CGGAATTCAT GCCTGTAGTG ATTAAGACAG 30

<210> 2

<211> DNA

<212> 28

<213> Artificial sequence

<400> 2

GCTCTAGACC TAGGGCTGGA TAGCAGAC 28

Claims

1. A double-antibody sandwich direct ELISA method for detecting avian leukosis P27 is characterized by comprising the following steps:

3) adding the serum to be detected for incubation, and washing the plate;

4) adding enzyme-labeled antibody for incubation, and washing the plate;

2. The double antibody sandwich direct ELISA method for detecting avian leukemia P27 according to claim 1, wherein the avian leukemia virus is virus RSA strain.

3. The double antibody sandwich direct ELISA method for detecting avian leukemia P27 according to claim 1, wherein the primer sequences of the pair of primers are as follows:

p27-EcoR I-F：CGGAATTCATGCCTGTAGTGATTAAGACAG；

p27-Xba I-R：GCTCTAGACCTAGGGCTGGATAGCAGAC。

4. the double antibody sandwich direct ELISA method for detecting avian leukosis P27 according to claim 1, wherein the concentration of the coated rabbit polyclonal antibody is 4 μ g/mL, the coating condition is 4 ℃ overnight after 2h at 37 ℃, and the blocking condition is 2h at 37 ℃.

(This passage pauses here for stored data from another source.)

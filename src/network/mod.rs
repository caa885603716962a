//! Interfaces to the rest of the node's networking layer.

pub mod relay;
//! Best-tip announcements to the rest of the node.

use crate::types::hash::Hash;
use tokio::sync::broadcast;

/// Receives notification whenever the best chain gains a new tip.
///
/// Invoked from inside the chain acceptor's serialized section, so
/// implementations must not block.
pub trait TipBroadcast: Send + Sync {
    fn notify_new_best_tip(&self, block_hash: Hash);
}

/// Discards notifications; for tools and tests without a relay layer.
#[derive(Clone, Copy, Debug, Default)]
pub struct NullBroadcast;

impl TipBroadcast for NullBroadcast {
    fn notify_new_best_tip(&self, _block_hash: Hash) {}
}

/// Fans tip hashes out over a tokio broadcast channel.
///
/// Sending never blocks; when no subscriber is listening the hash is
/// dropped, which is the correct behavior for a best-effort relay.
pub struct BroadcastChannel {
    sender: broadcast::Sender<Hash>,
}

impl BroadcastChannel {
    pub fn new(capacity: usize) -> BroadcastChannel {
        let (sender, _) = broadcast::channel(capacity);
        BroadcastChannel { sender }
    }

    /// A new subscription receiving every tip announced from now on.
    pub fn subscribe(&self) -> broadcast::Receiver<Hash> {
        self.sender.subscribe()
    }
}

impl TipBroadcast for BroadcastChannel {
    fn notify_new_best_tip(&self, block_hash: Hash) {
        let _ = self.sender.send(block_hash);
    }
}

#[cfg(test)]
mod tests {
    use super::*;
    use crate::utils::test_utils::utils::random_hash;

    #[test]
    fn subscribers_receive_announced_tips() {
        let channel = BroadcastChannel::new(8);
        let mut rx = channel.subscribe();

        let tip = random_hash();
        channel.notify_new_best_tip(tip);

        assert_eq!(rx.try_recv().unwrap(), tip);
    }

    #[test]
    fn send_without_subscribers_does_not_panic() {
        let channel = BroadcastChannel::new(8);
        channel.notify_new_best_tip(random_hash());
    }

    #[test]
    fn late_subscriber_misses_earlier_tips() {
        let channel = BroadcastChannel::new(8);
        channel.notify_new_best_tip(random_hash());

        let mut rx = channel.subscribe();
        assert!(rx.try_recv().is_err());
    }
}
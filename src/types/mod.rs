//! Foundational value types: byte buffers, hashes, binary codec traits,
//! difficulty targets, and Merkle trees.

pub mod bytes;
pub mod encoding;
pub mod hash;
pub mod merkle_tree;
pub mod target;
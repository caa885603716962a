//! Network variants and their genesis blocks.
//!
//! Each network has exactly one genesis block, constructed
//! deterministically and cached for the process lifetime. Chain startup
//! compares the stored chain's root against the genesis hash to detect
//! corrupted or foreign chain data.

use crate::core::block::{Block, Header};
use crate::core::transaction::Transaction;
use crate::types::hash::Hash;
use crate::types::target::POW_LIMIT;
use std::sync::OnceLock;

/// Which chain this node participates in.
#[derive(Clone, Copy, Debug, PartialEq, Eq, Hash)]
pub enum Network {
    Main,
    Test,
}

const MAIN_GENESIS_TIME: u32 = 1_700_000_000;
const TEST_GENESIS_TIME: u32 = 1_700_000_001;

static MAIN_GENESIS: OnceLock<Block> = OnceLock::new();
static TEST_GENESIS: OnceLock<Block> = OnceLock::new();

fn build_genesis(tag: &[u8], timestamp: u32) -> Block {
    let mut recipient = Hash::sha3();
    recipient.update(b"GENESIS_RECIPIENT");
    recipient.update(tag);

    let coinbase = Transaction::coinbase(timestamp, 0, recipient.finalize());
    let mut block = Block::new(
        Header {
            version: 1,
            previous_block: Hash::zero(),
            merkle_root: Hash::zero(),
            timestamp,
            bits: POW_LIMIT,
            nonce: 0,
        },
        vec![coinbase],
    );
    block.header.merkle_root = block.compute_merkle_root();
    block
}

impl Network {
    /// The network's genesis block.
    pub fn genesis(&self) -> &'static Block {
        match self {
            Network::Main => {
                MAIN_GENESIS.get_or_init(|| build_genesis(b"main", MAIN_GENESIS_TIME))
            }
            Network::Test => {
                TEST_GENESIS.get_or_init(|| build_genesis(b"test", TEST_GENESIS_TIME))
            }
        }
    }

    /// The fixed genesis identity hash for this network.
    pub fn genesis_hash(&self) -> Hash {
        self.genesis().hash()
    }
}

#[cfg(test)]
mod tests {
    use super::*;

    #[test]
    fn genesis_is_deterministic() {
        assert_eq!(Network::Main.genesis_hash(), Network::Main.genesis_hash());
        assert_eq!(Network::Main.genesis(), Network::Main.genesis());
    }

    #[test]
    fn networks_have_distinct_genesis_hashes() {
        assert_ne!(Network::Main.genesis_hash(), Network::Test.genesis_hash());
    }

    #[test]
    fn genesis_shape() {
        for network in [Network::Main, Network::Test] {
            let genesis = network.genesis();
            assert_eq!(genesis.header.previous_block, Hash::zero());
            assert!(genesis.is_proof_of_work());
            assert_eq!(genesis.transactions.len(), 1);
            assert!(genesis.transactions[0].is_coinbase());
            assert_eq!(genesis.header.merkle_root, genesis.compute_merkle_root());
        }
    }
}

5. The double antibody sandwich direct ELISA method for detecting avian leukosis P27 according to claim 1, wherein the reaction condition of the serum to be detected is 0.5h at 37 ℃.

6. The double-antibody sandwich direct ELISA method for detecting avian leukosis P27 as claimed in claim 1, wherein the dilution factor of the enzyme-labeled antibody is 1:10000, and the reaction time is 1h at 37 ℃.

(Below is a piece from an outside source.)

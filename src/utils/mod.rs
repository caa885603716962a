//! Cross-cutting utilities: logging and test helpers.

pub mod log;
pub mod test_utils;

7. The double antibody sandwich direct ELISA method for detecting avian leukosis P27 according to claim 1 wherein the conditions shown are 37 ℃ for 15min.

8. The double antibody sandwich direct ELISA method for detecting avian leukosis P27 of claim 1 wherein the cut-off value determines the negative and positive markersThe method comprises the following steps: when OD is reached₄₅₀nm greater than 0.222 is positive and less than 0.222 is negative.